▶ Instructions to follow
Check each line of the data below for the word "configured", then extract the ones that have it.

[Saved entries]
+++

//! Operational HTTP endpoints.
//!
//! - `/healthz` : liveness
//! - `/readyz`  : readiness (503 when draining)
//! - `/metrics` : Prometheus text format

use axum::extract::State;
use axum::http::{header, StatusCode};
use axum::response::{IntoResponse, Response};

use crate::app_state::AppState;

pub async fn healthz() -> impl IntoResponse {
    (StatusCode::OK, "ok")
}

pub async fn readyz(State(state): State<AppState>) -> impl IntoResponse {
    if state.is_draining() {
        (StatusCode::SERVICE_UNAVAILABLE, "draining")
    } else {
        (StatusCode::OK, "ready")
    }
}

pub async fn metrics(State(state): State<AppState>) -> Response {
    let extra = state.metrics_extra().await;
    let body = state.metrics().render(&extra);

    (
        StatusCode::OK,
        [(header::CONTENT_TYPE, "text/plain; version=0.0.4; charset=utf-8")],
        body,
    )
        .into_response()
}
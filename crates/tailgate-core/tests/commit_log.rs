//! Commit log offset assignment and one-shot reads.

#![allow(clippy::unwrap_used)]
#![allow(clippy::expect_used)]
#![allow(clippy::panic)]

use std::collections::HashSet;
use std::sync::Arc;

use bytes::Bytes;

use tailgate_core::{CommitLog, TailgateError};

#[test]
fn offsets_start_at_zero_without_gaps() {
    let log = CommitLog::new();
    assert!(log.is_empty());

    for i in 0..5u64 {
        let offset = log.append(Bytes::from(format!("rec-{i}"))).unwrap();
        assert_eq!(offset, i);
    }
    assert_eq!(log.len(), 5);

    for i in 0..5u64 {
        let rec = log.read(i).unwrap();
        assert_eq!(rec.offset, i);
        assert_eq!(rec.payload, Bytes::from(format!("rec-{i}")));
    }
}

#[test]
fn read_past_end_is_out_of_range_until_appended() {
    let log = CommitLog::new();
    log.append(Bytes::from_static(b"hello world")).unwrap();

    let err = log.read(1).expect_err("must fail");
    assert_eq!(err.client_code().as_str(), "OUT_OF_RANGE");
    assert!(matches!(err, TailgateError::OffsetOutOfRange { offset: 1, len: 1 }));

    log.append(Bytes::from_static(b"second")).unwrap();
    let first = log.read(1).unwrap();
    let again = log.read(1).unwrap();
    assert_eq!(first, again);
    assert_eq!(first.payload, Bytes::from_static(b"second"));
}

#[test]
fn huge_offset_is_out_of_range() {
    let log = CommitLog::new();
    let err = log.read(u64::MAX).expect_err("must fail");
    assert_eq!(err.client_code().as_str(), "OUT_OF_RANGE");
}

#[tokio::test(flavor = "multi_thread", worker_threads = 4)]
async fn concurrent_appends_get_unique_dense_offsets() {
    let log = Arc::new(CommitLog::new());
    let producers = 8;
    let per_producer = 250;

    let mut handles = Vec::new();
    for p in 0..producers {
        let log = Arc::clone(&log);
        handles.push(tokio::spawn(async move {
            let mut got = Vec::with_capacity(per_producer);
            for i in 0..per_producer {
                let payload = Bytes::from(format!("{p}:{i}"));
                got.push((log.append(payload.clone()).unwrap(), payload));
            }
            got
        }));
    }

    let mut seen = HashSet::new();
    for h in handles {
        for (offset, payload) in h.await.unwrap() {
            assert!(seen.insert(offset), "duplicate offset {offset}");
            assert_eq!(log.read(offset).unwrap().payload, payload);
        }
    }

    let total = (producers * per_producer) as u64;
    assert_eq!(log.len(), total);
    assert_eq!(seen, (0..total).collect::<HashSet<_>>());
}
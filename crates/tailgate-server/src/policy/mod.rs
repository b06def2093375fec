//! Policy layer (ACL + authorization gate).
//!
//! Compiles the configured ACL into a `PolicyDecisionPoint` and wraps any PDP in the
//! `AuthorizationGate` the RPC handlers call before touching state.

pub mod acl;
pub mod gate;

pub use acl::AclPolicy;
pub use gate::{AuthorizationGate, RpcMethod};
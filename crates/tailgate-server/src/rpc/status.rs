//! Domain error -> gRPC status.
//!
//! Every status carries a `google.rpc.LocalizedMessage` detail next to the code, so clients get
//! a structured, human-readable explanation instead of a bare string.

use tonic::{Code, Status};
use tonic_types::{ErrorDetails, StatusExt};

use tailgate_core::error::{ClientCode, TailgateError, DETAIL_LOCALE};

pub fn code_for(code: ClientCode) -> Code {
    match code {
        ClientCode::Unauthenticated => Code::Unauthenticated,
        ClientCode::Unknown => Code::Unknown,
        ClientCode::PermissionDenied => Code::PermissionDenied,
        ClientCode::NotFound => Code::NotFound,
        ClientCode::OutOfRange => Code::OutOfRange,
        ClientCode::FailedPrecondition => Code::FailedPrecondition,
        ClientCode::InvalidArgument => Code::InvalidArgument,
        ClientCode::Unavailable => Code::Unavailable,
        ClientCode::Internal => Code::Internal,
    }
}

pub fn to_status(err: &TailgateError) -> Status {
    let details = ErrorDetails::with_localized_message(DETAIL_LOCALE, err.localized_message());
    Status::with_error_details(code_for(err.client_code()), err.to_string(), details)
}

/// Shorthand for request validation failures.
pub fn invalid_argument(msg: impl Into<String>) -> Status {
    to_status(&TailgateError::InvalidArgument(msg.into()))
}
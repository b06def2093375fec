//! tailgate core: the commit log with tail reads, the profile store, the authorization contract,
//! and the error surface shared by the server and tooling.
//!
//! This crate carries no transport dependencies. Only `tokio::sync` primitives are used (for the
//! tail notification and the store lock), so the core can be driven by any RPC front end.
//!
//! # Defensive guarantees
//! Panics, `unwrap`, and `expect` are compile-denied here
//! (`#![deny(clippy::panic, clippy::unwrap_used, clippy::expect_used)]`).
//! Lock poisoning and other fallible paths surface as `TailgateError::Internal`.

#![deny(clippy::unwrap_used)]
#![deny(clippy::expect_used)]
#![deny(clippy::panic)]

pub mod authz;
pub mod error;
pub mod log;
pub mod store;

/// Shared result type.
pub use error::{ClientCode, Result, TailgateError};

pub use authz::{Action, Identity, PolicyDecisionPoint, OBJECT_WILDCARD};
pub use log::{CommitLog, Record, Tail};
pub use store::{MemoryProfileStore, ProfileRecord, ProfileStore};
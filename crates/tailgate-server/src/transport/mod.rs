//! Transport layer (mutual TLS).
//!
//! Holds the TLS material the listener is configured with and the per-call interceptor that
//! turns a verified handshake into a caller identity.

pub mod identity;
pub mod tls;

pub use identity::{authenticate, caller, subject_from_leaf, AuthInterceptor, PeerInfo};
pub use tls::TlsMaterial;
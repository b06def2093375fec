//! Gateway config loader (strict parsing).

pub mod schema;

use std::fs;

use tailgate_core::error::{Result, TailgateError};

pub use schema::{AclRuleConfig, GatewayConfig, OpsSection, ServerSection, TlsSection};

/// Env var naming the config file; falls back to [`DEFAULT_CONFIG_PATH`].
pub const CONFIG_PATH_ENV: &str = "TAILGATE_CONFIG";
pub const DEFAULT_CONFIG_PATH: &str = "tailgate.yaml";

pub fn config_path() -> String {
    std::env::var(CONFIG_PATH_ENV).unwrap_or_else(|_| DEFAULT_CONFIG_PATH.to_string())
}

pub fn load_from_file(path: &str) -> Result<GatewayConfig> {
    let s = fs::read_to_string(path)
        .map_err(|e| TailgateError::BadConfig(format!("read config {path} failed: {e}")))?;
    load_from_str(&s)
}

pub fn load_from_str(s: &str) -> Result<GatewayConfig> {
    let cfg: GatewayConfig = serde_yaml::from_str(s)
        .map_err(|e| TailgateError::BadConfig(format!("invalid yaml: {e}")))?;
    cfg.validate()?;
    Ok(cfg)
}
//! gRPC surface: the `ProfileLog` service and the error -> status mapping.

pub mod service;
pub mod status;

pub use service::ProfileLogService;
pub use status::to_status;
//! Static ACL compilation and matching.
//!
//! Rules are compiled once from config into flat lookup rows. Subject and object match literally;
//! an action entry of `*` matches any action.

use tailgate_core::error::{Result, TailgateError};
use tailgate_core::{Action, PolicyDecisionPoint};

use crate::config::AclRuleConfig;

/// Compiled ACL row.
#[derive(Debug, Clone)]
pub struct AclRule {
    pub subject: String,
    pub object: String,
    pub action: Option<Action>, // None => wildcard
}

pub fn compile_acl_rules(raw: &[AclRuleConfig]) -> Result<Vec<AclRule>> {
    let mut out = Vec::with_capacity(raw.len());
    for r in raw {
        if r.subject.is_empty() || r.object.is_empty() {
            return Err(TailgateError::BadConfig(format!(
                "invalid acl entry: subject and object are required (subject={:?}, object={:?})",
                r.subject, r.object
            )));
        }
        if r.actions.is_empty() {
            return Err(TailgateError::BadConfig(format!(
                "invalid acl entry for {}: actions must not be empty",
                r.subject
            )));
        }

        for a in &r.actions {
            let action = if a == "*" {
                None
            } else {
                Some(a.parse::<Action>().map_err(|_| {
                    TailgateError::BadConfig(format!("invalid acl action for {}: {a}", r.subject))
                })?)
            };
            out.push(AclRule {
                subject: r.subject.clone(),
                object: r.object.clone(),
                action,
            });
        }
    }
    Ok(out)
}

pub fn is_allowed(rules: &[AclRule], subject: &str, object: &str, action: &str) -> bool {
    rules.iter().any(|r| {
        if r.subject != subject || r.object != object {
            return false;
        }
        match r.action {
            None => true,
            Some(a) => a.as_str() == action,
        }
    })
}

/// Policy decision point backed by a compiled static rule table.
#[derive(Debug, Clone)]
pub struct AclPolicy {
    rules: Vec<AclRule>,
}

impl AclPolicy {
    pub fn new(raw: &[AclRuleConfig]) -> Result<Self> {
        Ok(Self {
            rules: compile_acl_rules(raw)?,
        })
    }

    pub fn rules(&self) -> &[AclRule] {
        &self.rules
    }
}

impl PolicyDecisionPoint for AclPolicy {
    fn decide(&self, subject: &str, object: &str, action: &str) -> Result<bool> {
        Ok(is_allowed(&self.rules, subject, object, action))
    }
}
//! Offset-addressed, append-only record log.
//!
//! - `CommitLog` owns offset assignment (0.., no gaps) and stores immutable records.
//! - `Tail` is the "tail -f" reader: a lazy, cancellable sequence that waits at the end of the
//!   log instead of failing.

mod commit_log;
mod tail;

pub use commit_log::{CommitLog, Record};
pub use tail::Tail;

+++

▶ Solution to this problem
//! Compiles the configured ACL into a `PolicyDecisionPoint` and wraps any PDP in the
//! Holds the TLS material the listener is configured with and the per-call interceptor that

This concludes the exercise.